_Work to be completed_:
Work out how many lines below contain the word "Serialize". Only the number is wanted.

_Listed records_:

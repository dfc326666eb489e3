use serde::{Deserialize, Serialize};

use crate::model::StreamStatus;

/// One state-machine transition of a stream record.
#[derive(Debug, Clone, PartialEq, Serialize, Deserialize)]
pub struct StreamTrace {
    pub message_id: String,
    /// Operation that caused the transition, e.g. "start", "pause", "error".
    pub transition: String,
    pub status: StreamStatus,
    pub content_len: usize,
    pub tokens_completion: u32,
    pub speed: f64,
    pub error_kind: Option<String>,
    pub error_message: Option<String>,
    pub at_ms: i64,
}

impl StreamTrace {
    pub fn new(message_id: impl Into<String>, transition: &str, status: StreamStatus) -> Self {
        Self {
            message_id: message_id.into(),
            transition: transition.to_string(),
            status,
            content_len: 0,
            tokens_completion: 0,
            speed: 0.0,
            error_kind: None,
            error_message: None,
            at_ms: crate::model::now_ms(),
        }
    }

    pub fn content_len(mut self, len: usize) -> Self {
        self.content_len = len;
        self
    }
    pub fn tokens(mut self, completion: u32, speed: f64) -> Self {
        self.tokens_completion = completion;
        self.speed = speed;
        self
    }
    pub fn error(mut self, kind: &str, message: &str) -> Self {
        self.error_kind = Some(kind.to_string());
        self.error_message = Some(message.to_string());
        self
    }
}

/// Summary emitted once when a stream reaches a terminal status.
#[derive(Debug, Clone, Default, Serialize)]
pub struct CompletionLog {
    pub message_id: Option<String>,
    pub status: Option<StreamStatus>,
    pub started_at_ms: Option<i64>,
    pub latency_ms: Option<u64>,
    pub text: Option<String>,
    pub reasoning_len: Option<usize>,
    pub tokens_completion: Option<u32>,
    pub speed: Option<f64>,
    pub error_kind: Option<String>,
    pub error_message: Option<String>,
}

impl CompletionLog {
    pub fn new() -> Self { Self::default() }
    pub fn message_id(mut self, v: &str) -> Self { self.message_id = Some(v.to_string()); self }
    pub fn status(mut self, v: StreamStatus) -> Self { self.status = Some(v); self }
    pub fn started_at_ms(mut self, v: i64) -> Self { self.started_at_ms = Some(v); self }
    pub fn latency_ms(mut self, v: u64) -> Self { self.latency_ms = Some(v); self }
    pub fn text(mut self, v: &str) -> Self { self.text = Some(v.to_string()); self }
    pub fn reasoning_len(mut self, v: usize) -> Self { self.reasoning_len = Some(v); self }
    pub fn tokens(mut self, completion: u32, speed: f64) -> Self {
        self.tokens_completion = Some(completion); self.speed = Some(speed); self
    }
    pub fn error_kind_opt(mut self, v: Option<&str>) -> Self { self.error_kind = v.map(|s| s.to_string()); self }
    pub fn error_message_opt(mut self, v: Option<&str>) -> Self { self.error_message = v.map(|s| s.to_string()); self }
}
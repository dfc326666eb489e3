/// Span/log attribute keys for stream ingestion.
/// Keep these stable; log queries match on them.
pub const KEY_MESSAGE_ID: &str = "stream.message_id";
pub const KEY_STREAM_ID: &str = "stream.id";
pub const KEY_STATUS: &str = "stream.status";
pub const KEY_TRANSITION: &str = "stream.transition";
pub const KEY_MODEL: &str = "llm.model";
pub const KEY_REQUEST_ID: &str = "req.id";

pub const KEY_CONTENT_LEN: &str = "content.len";
pub const KEY_TOKENS_COMPLETION: &str = "tokens.completion";
pub const KEY_SPEED: &str = "tokens.per_sec";
pub const KEY_LATENCY_MS: &str = "latency.ms";

pub const KEY_ERROR_KIND: &str = "error.kind";
pub const KEY_ERROR_MESSAGE: &str = "error.message";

_Answer to the exercise_:
3